Human colon cancer cells HCT-116 and HT-29 were plated in 96-well microtiter plates with 6000 cells/well and allowed to attach for 24 h at 37 °C. The test compounds (in DMSO) were added to cell culture medium to the desired final concentrations (final DMSO concentrations for control and treatments were 0.1%). After the cells were cultured for 48 h, the medium was aspirated and cells were treated with 200 μL fresh medium containing 2.41 mmol/L 3-(4,5-dimethylthiazol-2-yl)-2,5-diphenyltetrazoliumomide (MTT). After incubation for 3 h at 37 °C, the medium containing MTT was aspirated, 100 μL of DMSO was added to solubilize the formazan precipitate, and plates were shaken gently for 1 h at room temperature.

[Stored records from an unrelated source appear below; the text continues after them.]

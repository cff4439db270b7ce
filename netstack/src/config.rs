//! Inputs the dispatcher needs before it can bring a device into network
//! mode. No config file format is mandated; callers load these from
//! wherever their environment (CLI flags, TOML, env vars) dictates.

use std::time::Duration;

#[derive(Debug, Clone)]
pub struct NetstackConfig {
    pub device_ip: [u8; 4],
    pub host_ip: [u8; 4],
    pub dns_server_ip: [u8; 4],
    pub proxy_upstream_base: Option<String>,
    pub static_data_root: Option<std::path::PathBuf>,
    pub network_mode_enabled: bool,
    pub global_large_response_gap: Duration,
}

impl Default for NetstackConfig {
    fn default() -> Self {
        Self {
            device_ip: [192, 168, 55, 101],
            host_ip: [192, 168, 55, 100],
            dns_server_ip: [192, 168, 0, 30],
            proxy_upstream_base: None,
            static_data_root: None,
            network_mode_enabled: false,
            global_large_response_gap: Duration::from_millis(1278),
        }
    }
}
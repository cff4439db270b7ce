//! Colored `env_logger` formatter: level in color, left-padded target.

use std::fmt;
use std::sync::atomic::{AtomicUsize, Ordering};

use env_logger::fmt::{Color, Formatter, Style, StyledValue};
use log::{Level, Record};

pub fn formatter(f: &mut Formatter, record: &Record) -> std::io::Result<()> {
    use std::io::Write;
    let target = record.target();
    let max_width = max_target_width(target);

    let mut style = f.style();
    let level = colored_level(&mut style, record.level());

    let mut style = f.style();
    let target = style.set_bold(true).value(Padded { value: target, width: max_width });

    writeln!(f, " {level} {target} > {}", record.args())
}

struct Padded<T> {
    value: T,
    width: usize,
}

impl<T: fmt::Display> fmt::Display for Padded<T> {
    fn fmt(&self, f: &mut fmt::Formatter) -> fmt::Result {
        write!(f, "{: <width$}", self.value, width = self.width)
    }
}

static MAX_MODULE_WIDTH: AtomicUsize = AtomicUsize::new(0);

fn max_target_width(target: &str) -> usize {
    let max_width = MAX_MODULE_WIDTH.load(Ordering::Relaxed);
    if max_width < target.len() {
        MAX_MODULE_WIDTH.store(target.len(), Ordering::Relaxed);
        target.len()
    } else {
        max_width
    }
}

fn colored_level(style: &mut Style, level: Level) -> StyledValue<'_, &'static str> {
    match level {
        Level::Trace => style.set_color(Color::Magenta).value("TRACE"),
        Level::Debug => style.set_color(Color::Blue).value("DEBUG"),
        Level::Info => style.set_color(Color::Green).value("INFO "),
        Level::Warn => style.set_color(Color::Yellow).value("WARN "),
        Level::Error => style.set_color(Color::Red).value("ERROR"),
    }
}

Absorbance values were derived from the plate reading at 550 nm on a Biotek microtiter plate reader (Winooski, VT). The reading reflected the number of viable cells and was expressed as a percentage of viable cells in the control. Both HCT-116 and HT-29 cells were cultured in McCoy’s 5 A medium. The media used above was supplemented with 10% fetal bovine serum, 1% penicillin/streptomycin, and 1% glutamine, and the cells were kept in a 37 °C incubator with 95% humidity and 5% CO₂. The IC₅₀ values were conducted by using GraphPad Prism software (version 5).